The Windows binary is a CUDA fat binary containing compiled code for sm_75, sm_80, sm_86, sm_89, sm_90, and sm_120, plus PTX for forward compatibility. One file runs on any supported GPU.

Linux: build from source with cd cuda && make after installing CUDA Toolkit 12.6+ or 13+. A Linux x64 binary will ship in v0.1.6 once CI is set up.

Verified baseline

  • NVIDIA RTX 5090 (sm_120) @ stock: 1.46 MH/s at 410 W (~3.6 kH/W)
  • DAG generation: 32.5 s for 2 GiB (one-time per epoch)

Known limitations

  • v0.1.5 is CUDA-only. AMD / Intel support via OpenCL planned for v0.2.
  • No light-verifier (Merkle DAG witness) yet — full nodes need the 2 GiB DAG. Out of scope for this round.
  • Tari multi-algo integration not wired — that comes after community testing settles the algorithm.

Tester quick-start

# Windows
git clone https://github.com/JustAResearcher/Latency-Based-GPU-Algorithm.git
cd Latency-Based-GPU-Algorithm
.\bench\run_bench.ps1
# Linux
git clone https://github.com/JustAResearcher/Latency-Based-GPU-Algorithm.git
cd Latency-Based-GPU-Algorithm
./bench/run_bench.sh

The harness:

  1. Builds gpux_miner (or uses the pre-built .exe if present)
  2. Runs verify — confirms your GPU produces bit-exact hashes vs the C reference
  3. Runs bench 60 — 60 seconds of steady-state hashing
  4. Writes a JSON to bench/results/

Submit your JSON via PR or issue. We're collecting:

  • Hashrate vs SM count vs VRAM vs power
  • Cross-arch determinism evidence
  • Any verify failures (bit-exact mismatches between GPU and reference)
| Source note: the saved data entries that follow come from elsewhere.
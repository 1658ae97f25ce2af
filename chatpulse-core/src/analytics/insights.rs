//! Rule-based observations over an [`ExportStats`] report.
//!
//! Every rule looks at the report independently and none of them mutate it.
//! The result is ordered by priority, highest first, keeping rule order
//! among equal priorities.

use super::stats::ExportStats;
use crate::topics::Topic;
use serde::{Deserialize, Serialize};
use std::collections::BTreeMap;

/// Average sessions per day above which traffic counts as high.
pub const HIGH_TRAFFIC_SESSIONS_PER_DAY: f64 = 50.0;
/// Average sessions per day below which traffic counts as low.
pub const LOW_TRAFFIC_SESSIONS_PER_DAY: f64 = 10.0;
/// Average satisfaction at or above this is good.
pub const GOOD_SATISFACTION: f64 = 4.0;
/// Average satisfaction below this needs attention.
pub const POOR_SATISFACTION: f64 = 3.0;
/// FAQ share (percent) above which the knowledge base carries the load.
pub const HIGH_FAQ_SHARE: f64 = 70.0;
/// FAQ share (percent) below which the knowledge base needs work.
pub const LOW_FAQ_SHARE: f64 = 40.0;

#[derive(Debug, Clone, Copy, PartialEq, Eq, Serialize, Deserialize)]
#[serde(rename_all = "snake_case")]
pub enum InsightKind {
    Success,
    Warning,
    Error,
    Info,
}

/// Ordered low to high.
#[derive(Debug, Clone, Copy, PartialEq, Eq, PartialOrd, Ord, Serialize, Deserialize)]
#[serde(rename_all = "snake_case")]
pub enum Priority {
    Low,
    Medium,
    High,
}

#[derive(Debug, Clone, PartialEq, Eq, Serialize, Deserialize)]
pub struct Insight {
    #[serde(rename = "type")]
    pub kind: InsightKind,
    pub message: String,
    pub priority: Priority,
    #[serde(default, skip_serializing_if = "Option::is_none")]
    pub action: Option<String>,
}

impl Insight {
    fn new(kind: InsightKind, priority: Priority, message: impl Into<String>) -> Self {
        Self {
            kind,
            message: message.into(),
            priority,
            action: None,
        }
    }

    fn with_action(mut self, action: impl Into<String>) -> Self {
        self.action = Some(action.into());
        self
    }
}

/// Derive insights from a report.
pub fn generate_insights(stats: &ExportStats) -> Vec<Insight> {
    if stats.daily_stats.is_empty() {
        return vec![Insight::new(
            InsightKind::Info,
            Priority::Low,
            "Not enough data for this period yet",
        )];
    }

    let mut insights = Vec::new();

    let days = stats.daily_stats.len() as f64;
    let sessions_per_day = stats.summary.total_sessions as f64 / days;
    if sessions_per_day > HIGH_TRAFFIC_SESSIONS_PER_DAY {
        insights.push(
            Insight::new(
                InsightKind::Success,
                Priority::High,
                format!(
                    "High chat activity: {:.1} sessions per day on average",
                    sessions_per_day
                ),
            )
            .with_action("Expand the FAQ base to keep up with demand"),
        );
    } else if sessions_per_day < LOW_TRAFFIC_SESSIONS_PER_DAY {
        insights.push(
            Insight::new(
                InsightKind::Warning,
                Priority::Medium,
                format!(
                    "Low chat activity: {:.1} sessions per day on average",
                    sessions_per_day
                ),
            )
            .with_action("Make the chat widget more visible on the site"),
        );
    }

    if let Some(satisfaction) = stats.summary.average_satisfaction {
        if satisfaction >= GOOD_SATISFACTION {
            insights.push(Insight::new(
                InsightKind::Success,
                Priority::High,
                format!("Visitors are satisfied: average rating {:.2}", satisfaction),
            ));
        } else if satisfaction < POOR_SATISFACTION {
            insights.push(
                Insight::new(
                    InsightKind::Error,
                    Priority::High,
                    format!("Low satisfaction: average rating {:.2}", satisfaction),
                )
                .with_action("Review low-rated conversations and improve the answers they got"),
            );
        }
    }

    let sources = stats.source_totals();
    let answered = sources.faq + sources.ai;
    if answered > 0 {
        let faq_share = sources.faq as f64 / answered as f64 * 100.0;
        if faq_share > HIGH_FAQ_SHARE {
            insights.push(Insight::new(
                InsightKind::Info,
                Priority::Medium,
                format!("{:.0}% of answers came from the FAQ base", faq_share),
            ));
        } else if faq_share < LOW_FAQ_SHARE {
            insights.push(
                Insight::new(
                    InsightKind::Warning,
                    Priority::Medium,
                    format!("Only {:.0}% of answers came from the FAQ base", faq_share),
                )
                .with_action("Add the most common AI-answered questions to the FAQ base"),
            );
        }
    }

    if let Some((topic, count)) = most_frequent_topic(stats) {
        insights.push(
            Insight::new(
                InsightKind::Info,
                Priority::Low,
                format!("Most discussed topic: {} ({} sessions)", topic, count),
            )
            .with_action(format!("Consider a dedicated FAQ section for {}", topic)),
        );
    }

    // Stable: equal priorities keep rule order.
    insights.sort_by(|a, b| b.priority.cmp(&a.priority));
    insights
}

/// Topic with the highest summed count across days; ties go to the topic
/// listed first.
fn most_frequent_topic(stats: &ExportStats) -> Option<(Topic, u64)> {
    let mut totals: BTreeMap<Topic, u64> = BTreeMap::new();
    for day in &stats.daily_stats {
        for entry in &day.top_topics {
            *totals.entry(entry.topic).or_insert(0) += entry.count;
        }
    }

    totals
        .into_iter()
        .fold(None, |best, (topic, count)| match best {
            Some((_, best_count)) if best_count >= count => best,
            _ => Some((topic, count)),
        })
}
See COMMUNITY_TESTING.md for the full protocol.

What changed since v0.1

  • DAG generation moved from ChaCha20 to Argon2id (RFC 9106). Prevents the "compute-don't-store" ASIC attack — recompute is now ~165× more expensive than reading from DRAM, forcing any competitive ASIC to ship with HBM/GDDR.
  • GPU Argon2id port: epoch transition went from ~9.5 minutes (CPU) to 32.5 seconds (GPU).
  • Verified primitives: BLAKE2b against RFC 7693, ChaCha20 against RFC 8439, AES round against FIPS-197 Appendix B, Argon2id against RFC 9106 / argon2 CLI vectors. All KAT pass.

License

MIT. Bundled crypto primitives (BLAKE2b, ChaCha20, AES round, Argon2id) are public-domain or CC0+Apache-2.0. Fork it, audit it, break it.